We welcome the rigour with which the public has engaged with our recent actions. This is reassuring, especially when that is juxtaposed with the constructive tone displayed by most of the unions and other stakeholders after implementing the radical restructuring process, and the business rescue plan.
Many lessons need to be learnt from this SAA experience. One is that we need to be more diligent about governance. Public enterprises need capable and skilled leadership teams that are knowledgeable about the sectors in which they operate. Also, we have to manage the relationship between cost and revenue because no business can succeed if costs are higher than revenue. A business is doomed if every effort is not made to increase revenue, which means selling more tickets, attracting more customers, getting a bigger market share.

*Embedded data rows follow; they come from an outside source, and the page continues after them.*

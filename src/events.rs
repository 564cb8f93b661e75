use rustc_hash::FxHashSet;
use serde::Serialize;
use std::sync::mpsc::{self, Receiver, SyncSender, TrySendError};

use crate::algorithms::Algorithm;
use crate::controller::SearchResult;
use crate::grid::{GridEnvironment, Position};

/// One expansion, as seen by whoever is watching the search.
///
/// The sets are borrowed from the running search and are only valid for the
/// duration of the callback; use [`StepEvent::snapshot`] to keep them.
#[derive(Debug, Clone, Copy)]
pub struct StepEvent<'a> {
    pub algorithm: Algorithm,
    /// 1-based count of expansions so far, across IDDFS passes.
    pub expansion: usize,
    pub cell: Position,
    pub frontier: &'a FxHashSet<Position>,
    pub explored: &'a FxHashSet<Position>,
    pub spawned_obstacle: Option<Position>,
    /// Bound of the running pass, for DLS and IDDFS.
    pub depth_limit: Option<usize>,
    pub grid: &'a GridEnvironment,
}

impl StepEvent<'_> {
    pub fn snapshot(&self) -> StepSnapshot {
        StepSnapshot {
            algorithm: self.algorithm,
            expansion: self.expansion,
            cell: self.cell,
            frontier: self.frontier.clone(),
            explored: self.explored.clone(),
            spawned_obstacle: self.spawned_obstacle,
            depth_limit: self.depth_limit,
        }
    }
}

/// Owned copy of a [`StepEvent`].
#[derive(Debug, Clone, PartialEq, Serialize)]
pub struct StepSnapshot {
    pub algorithm: Algorithm,
    pub expansion: usize,
    pub cell: Position,
    pub frontier: FxHashSet<Position>,
    pub explored: FxHashSet<Position>,
    pub spawned_obstacle: Option<Position>,
    pub depth_limit: Option<usize>,
}

/// Receives the step stream of a running search.
///
/// Every call happens between two expansions, which makes it the point where
/// a caller can redraw, throttle, or request cancellation. Implementations
/// must return promptly.
pub trait StepSink {
    fn on_step(&mut self, event: &StepEvent<'_>);

    /// An IDDFS pass with a new bound begins; earlier frontier and explored
    /// state no longer applies.
    fn on_pass_start(&mut self, _depth_limit: usize) {}

    fn on_finish(&mut self, _result: &SearchResult) {}
}

impl<F> StepSink for F
where
    F: FnMut(&StepEvent<'_>),
{
    fn on_step(&mut self, event: &StepEvent<'_>) {
        self(event)
    }
}

/// Discards every event.
#[derive(Debug, Default, Clone, Copy)]
pub struct NullSink;

impl StepSink for NullSink {
    fn on_step(&mut self, _event: &StepEvent<'_>) {}
}

/// Forwards snapshots over a bounded channel without ever blocking.
///
/// When the channel is full, or the receiver is gone, the snapshot is
/// dropped and counted.
#[derive(Debug)]
pub struct ChannelSink {
    sender: SyncSender<StepSnapshot>,
    dropped: usize,
}

impl ChannelSink {
    pub fn bounded(capacity: usize) -> (Self, Receiver<StepSnapshot>) {
        let (sender, receiver) = mpsc::sync_channel(capacity);
        (ChannelSink { sender, dropped: 0 }, receiver)
    }

    pub fn dropped(&self) -> usize {
        self.dropped
    }
}

impl StepSink for ChannelSink {
    fn on_step(&mut self, event: &StepEvent<'_>) {
        match self.sender.try_send(event.snapshot()) {
            Ok(()) => {}
            Err(TrySendError::Full(_)) | Err(TrySendError::Disconnected(_)) => self.dropped += 1,
        }
    }
}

SA has a government that is determined to act decisively and systematically to change the current economic picture and create solid benefits for generations to come. This requires bold leadership and creative partnerships based on constructive compromises so that society can advance. We rely on the nation’s fortitude as we implement deep reforms to our institutions and our companies. It requires sacrifices from all to create a dynamic and inclusive society and economy.